Sen. Susan Collins, R-Maine, said Sunday she won’t support an infrastructure bill that raises the corporate tax rate to 28%.
In an interview on CNN’s “State of the Union,” Collins argued raising the rate to its pre-Trump administration level would be make it the “highest among developed countries in the world once again.”
“Unfortunately, that is what 28% would be, and that means that jobs would once again go overseas,” she said.
“I think we need to look at a wide variety of pay-fors, but first we need to determine the scope of the bill and we need to determine what the top line is going to be," she continued. “There are a host of different ways to pay for it. But that is premature to get to until we decide the amount and what exactly is it going to cover.”
According to Collins, the legislation will be “a test on whether President [Joe] Biden is truly interested in bipartisanship. If he is, we could get there on the core infrastructure package. And by that I mean roads, bridges, highways, rails, waterways, and of course, broadband.”
Collins also said she was “appalled” at the booing and catcalls hurled at Sen, Mitt Romney, R-Utah, at the state’s GOP conference
“Mitt Romney is an outstanding senator who served his state and our country well,” she said. “We Republicans need to remember that we are united by fundamental principles such as a belief in personal responsibility, individual freedom, opportunity, free markets, a strong national defense. Those are the principles that unite us.
“We are not a party… that is led by just one person,” she added, arguing Republicans “should remember Ronald Reagan's admonition to Republicans that the person who agrees with you 70% or 80% of the time is your friend, not your enemy.”

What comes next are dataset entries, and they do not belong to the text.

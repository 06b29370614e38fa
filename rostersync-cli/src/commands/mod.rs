pub mod credentials;
pub mod diff;
pub mod sync;

use std::path::PathBuf;

use anyhow::{Context, Result};
use clap::Args;

use rostersync_core::{config, SyncConfig};
use rostersync_renderer::ProfileRenderer;
use rostersync_sync::ProfileStore;

use credentials::CredentialArgs;

/// Storage, configuration and template options shared by every command.
#[derive(Args, Debug)]
pub struct CommonArgs {
    #[command(flatten)]
    pub credentials: CredentialArgs,

    /// Use a locally synced copy of the Dropbox tree instead of the API.
    #[arg(long, value_name = "DIR")]
    pub local_root: Option<PathBuf>,

    /// Config file (default: ~/.rostersync/config.yaml when present).
    #[arg(long, value_name = "FILE")]
    pub config: Option<PathBuf>,

    /// Directory holding a `profile.md.tera` that replaces the built-in template.
    #[arg(long, value_name = "DIR")]
    pub template_dir: Option<PathBuf>,
}

impl CommonArgs {
    pub fn load_config(&self) -> Result<SyncConfig> {
        let cfg = match &self.config {
            Some(path) => config::load_from(path)
                .with_context(|| format!("failed to load config {}", path.display()))?,
            None => config::load().context("failed to load ~/.rostersync/config.yaml")?,
        };
        cfg.validate().context("invalid configuration")?;
        Ok(cfg)
    }

    pub fn renderer(&self, cfg: &SyncConfig) -> Result<ProfileRenderer> {
        let renderer = ProfileRenderer::with_template_dir(self.template_dir.as_deref())
            .context("failed to load profile template")?;
        Ok(renderer.with_naming(cfg.profile_prefix.clone(), cfg.profile_extension.clone()))
    }

    /// Open the selected backend and validate its credentials.
    pub fn open_store(&self, cfg: &SyncConfig) -> Result<Box<dyn ProfileStore>> {
        if let Some(root) = &self.local_root {
            return credentials::open_local(root);
        }
        self.credentials.open_dropbox(cfg)
    }
}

She also defended Rep. Liz Cheney, R-Wyo., who has come under GOP fire for her vote to impeach former President Donald Trump after the Jan, 6 attack on the Capitol.

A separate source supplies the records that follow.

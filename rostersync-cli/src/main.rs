//! rostersync: keep Dropbox employee profiles in line with the roster.
//!
//! # Usage
//!
//! ```text
//! rostersync sync [--dry-run] [--json] [--token T] [--app-key K --app-secret S --refresh-token R]
//!                 [--local-root DIR] [--config FILE] [--template-dir DIR]
//! rostersync diff [same storage options]
//! ```
//!
//! Credentials fall back to `DROPBOX_ACCESS_TOKEN`, `DROPBOX_APP_KEY`,
//! `DROPBOX_APP_SECRET` and `DROPBOX_REFRESH_TOKEN`.

mod commands;

use anyhow::Result;
use clap::{Parser, Subcommand};

use commands::{diff::DiffArgs, sync::SyncArgs};

// ---------------------------------------------------------------------------
// CLI entry point
// ---------------------------------------------------------------------------

#[derive(Parser, Debug)]
#[command(
    name = "rostersync",
    version,
    about = "Reconcile employee profile documents against the roster",
    long_about = None,
)]
struct Cli {
    /// Log at debug level (RUST_LOG still takes precedence).
    #[arg(short, long, global = true)]
    verbose: bool,

    #[command(subcommand)]
    command: Commands,
}

#[derive(Subcommand, Debug)]
enum Commands {
    /// Update changed profile fields and create missing profiles.
    Sync(SyncArgs),

    /// Show what `sync` would change, as unified diffs. Writes nothing.
    Diff(DiffArgs),
}

fn init_tracing(verbose: bool) {
    use tracing_subscriber::{fmt, EnvFilter};

    let default = if verbose { "debug" } else { "info" };
    let filter = EnvFilter::try_from_default_env().unwrap_or_else(|_| EnvFilter::new(default));
    let _ = fmt()
        .with_env_filter(filter)
        .with_target(false)
        .with_writer(std::io::stderr)
        .try_init();
}

fn main() -> Result<()> {
    let cli = Cli::parse();
    init_tracing(cli.verbose);
    match cli.command {
        Commands::Sync(args) => args.run(),
        Commands::Diff(args) => args.run(),
    }
}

“Liz Cheney is a woman of strength and conscience,” she said. “And she did what she felt was right, and I salute her for that. We need to be accepting of difference in our party. We don't want to become like too much of the Democratic Party, which has been taken over by the progressive left. We need to have rooms for a variety of views.”
Collins dodged a question by host Jake Tapper on who she voted for in November.
“Nice try, Jake,” she chided.
“I got asked that a great deal, and I'm going to keep my vote private,” she said. “To me, my election was all about who could better represent Maine and the country. I will work with whomever is the president. I've done that with four presidents, and I'm going to continue to do that with Joe Biden, with President Biden.”